Gov. Bill Haslam answers questions about his plan to combat the opioid problem. (Screenshot)

By Jonathan Mattise

NASHVILLE (AP) — Gov. Bill Haslam touted a $30 million plan Monday that focuses on prevention, treatment and law enforcement to attack an opioid epidemic that kills at least three people a day in Tennessee.

The Republican governor released details of the ‘TN Together’ initiative in a news conference Monday alongside Senate Speaker Randy McNally, House Speaker Beth Harwell, Supreme Court Chief Justice Jeffrey Bivins and numerous other officials.

The proposal would limit the amount of opioids someone can receive on initial prescriptions and put more than $25 million in state and federal money toward improving treatment and recovery services. It would offer a new public awareness campaign and education in elementary and secondary schools. It would also reach out to women of childbearing age who are chronic opioid users about the risks of giving birth to drug-addicted babies.

A yet-to-be-released number of new state investigators would focus on opioid work, and 512 beds at a western Tennessee prison would be repurposed to help treat opioid addicts, doubling the number of those dedicated beds across the state prison system.

The plan is one of Haslam’s last major priorities in his final annual legislative session before leaving office next January due to term limits. He said the state has already made a dent in the opioid front, but this plan reflects what officials have learned over several years about how to best tackle the problem.

“The encouraging thing is there is nobody in our state that I have talked to that wants to make this a political issue,” Haslam said. “There’s nobody that says, ‘I want some recognition out of this.’ There are a lot of people that say, ‘I want to be a part of helping solve this.'”

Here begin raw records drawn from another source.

//! Command execution on cluster hosts.

pub mod batch;
pub mod error;
pub mod executor;
pub mod local;
pub mod scripted;
pub mod ssh;

pub use batch::{run_batch, BatchScript};
pub use error::{RemoteError, Result};
pub use executor::{download_destination, parse_jps, JavaProcess, RemoteExecutor};
pub use local::LocalExecutor;
pub use scripted::{DownloadCall, ScriptedExecutor};
pub use ssh::{SshExecutor, SshOptions};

Officials believe the new money would help treat thousands of more people. About 300,000 people are misusing drugs in Tennessee and about 82,000 of them are addicted, said state Department of Mental Health and Substance Abuse Services Commissioner Marie Williams.
The plan drew a tepid response from legislative Democrats. They said expanding Medicaid under the Affordable Care Act would go much further in combating an opioid problem that claimed 1,186 lives in Tennessee through overdoses in 2016, which amounts to 17.8 people per 100,000, the state Department of Health says.

Haslam backed the expansion of TennCare, Tennessee’s Medicaid program, only to see the Republican-led General Assembly kill his proposal in 2015.

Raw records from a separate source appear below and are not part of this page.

//! Engine thresholds and storage location, loaded from TOML.
//!
//! Every field has a default, so an empty file (or no file at all) yields
//! the stock behaviour.

use chrono::{FixedOffset, Offset, Utc};
use serde::Deserialize;
use std::path::{Path, PathBuf};
use thiserror::Error;

#[derive(Debug, Error)]
pub enum ConfigError {
    #[error("cannot read config {path}: {source}")]
    Io { path: PathBuf, source: std::io::Error },
    #[error("invalid config: {0}")]
    Parse(#[from] toml::de::Error),
}

#[derive(Debug, Clone, Default, Deserialize)]
pub struct Config {
    #[serde(default)]
    pub engine: EngineConfig,

    #[serde(default)]
    pub storage: StorageConfig,
}

impl Config {
    pub fn from_toml_str(s: &str) -> Result<Self, ConfigError> {
        Ok(toml::from_str(s)?)
    }

    pub fn load(path: &Path) -> Result<Self, ConfigError> {
        let raw = std::fs::read_to_string(path)
            .map_err(|source| ConfigError::Io { path: path.to_path_buf(), source })?;
        let mut cfg = Self::from_toml_str(&raw)?;
        cfg.apply_env();
        Ok(cfg)
    }

    /// Like `load`, but a missing file means defaults.
    pub fn load_or_default(path: &Path) -> Result<Self, ConfigError> {
        if !path.exists() {
            tracing::debug!(path = %path.display(), "no config file, using defaults");
            let mut cfg = Self::default();
            cfg.apply_env();
            return Ok(cfg);
        }
        Self::load(path)
    }

    fn apply_env(&mut self) {
        if let Ok(dir) = std::env::var("RETROSCOPE_DATA_DIR") {
            if !dir.is_empty() {
                self.storage.data_dir = PathBuf::from(dir);
            }
        }
    }
}

pub fn default_config_path() -> PathBuf {
    dirs::config_dir()
        .map(|p| p.join("retroscope").join("config.toml"))
        .unwrap_or_else(|| PathBuf::from("retroscope.toml"))
}

#[derive(Debug, Clone, Deserialize)]
pub struct StorageConfig {
    #[serde(default = "default_data_dir")]
    pub data_dir: PathBuf,
}

fn default_data_dir() -> PathBuf {
    dirs::data_local_dir()
        .map(|p| p.join("retroscope"))
        .unwrap_or_else(|| PathBuf::from("./retroscope_data"))
}

impl Default for StorageConfig {
    fn default() -> Self {
        Self { data_dir: default_data_dir() }
    }
}

/// Detector thresholds. Windows count the most recent entries.
#[derive(Debug, Clone, PartialEq, Deserialize)]
#[serde(default)]
pub struct EngineConfig {
    /// Analysis needs at least this many entries.
    pub min_entries: usize,
    pub evidence_limit: usize,

    pub tag_min_support: usize,
    pub tag_mid_support: usize,
    pub tag_high_support: usize,

    pub emotion_window: usize,
    pub emotion_min_count: usize,
    pub emotion_high_count: usize,

    pub energy_window: usize,
    pub energy_min_entries: usize,
    pub energy_low_mean: f64,
    pub energy_high_mean: f64,

    pub keyword_window: usize,
    pub keyword_min_support: usize,
    pub keyword_mid_support: usize,
    pub keyword_top: usize,

    pub question_window: usize,
    pub question_min_entries: usize,
    pub question_min_answers: usize,
    pub question_high_answers: usize,

    pub time_min_entries: usize,
    pub time_negative_ratio: f64,
    pub time_low_energy_ratio: f64,
    /// Energy at or below this (and above 0) counts as low in the time-of-day detector.
    pub low_energy_max: u8,

    pub positive_min_entries: usize,
    pub positive_min_tag_count: usize,
    pub positive_energy_min: u8,
    pub positive_evidence_limit: usize,

    pub correlation_min_shared_days: usize,
    pub correlation_min_score: f64,

    /// Offset used for hour-of-day bucketing and calendar-day truncation.
    pub utc_offset_minutes: i32,
}

impl Default for EngineConfig {
    fn default() -> Self {
        Self {
            min_entries: 2,
            evidence_limit: 4,

            tag_min_support: 3,
            tag_mid_support: 4,
            tag_high_support: 5,

            emotion_window: 10,
            emotion_min_count: 3,
            emotion_high_count: 5,

            energy_window: 7,
            energy_min_entries: 3,
            energy_low_mean: 4.0,
            energy_high_mean: 3.0,

            keyword_window: 15,
            keyword_min_support: 4,
            keyword_mid_support: 6,
            keyword_top: 3,

            question_window: 10,
            question_min_entries: 5,
            question_min_answers: 4,
            question_high_answers: 6,

            time_min_entries: 3,
            time_negative_ratio: 0.6,
            time_low_energy_ratio: 0.5,
            low_energy_max: 3,

            positive_min_entries: 3,
            positive_min_tag_count: 2,
            positive_energy_min: 7,
            positive_evidence_limit: 3,

            correlation_min_shared_days: 2,
            correlation_min_score: 0.3,

            utc_offset_minutes: 0,
        }
    }
}

impl EngineConfig {
    pub fn offset(&self) -> FixedOffset {
        FixedOffset::east_opt(self.utc_offset_minutes.saturating_mul(60)).unwrap_or_else(|| Utc.fix())
    }
}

“The governor is committed to expanding health care in this state, which would provide hundreds of millions of dollars in treatment for opioid addicts,” said House Democratic Caucus Chairman Mike Stewart of Nashville. “Instead, because the Republican supermajority consistently stands as a roadblock to expansion, he has to come forward with a $25 million plan.”

Some components of Haslam’s plan would:

—Only allow a 5-day supply of initial opioid prescriptions, with daily dosages limited to the equivalent of 40 milligrams of morphine. Exceptions would exist for palliative cancer treatment or hospice care patients with chronic pain. The change would also apply to TennCare recipients.

—Offer incentives for inmates to complete substance abuse treatment in prison.

—Better track, monitor and penalize use and distribution of fentanyl and other dangerous drugs linked to overdoses.

—Equip each Tennessee state trooper with naloxone, an overdose-reversing drug.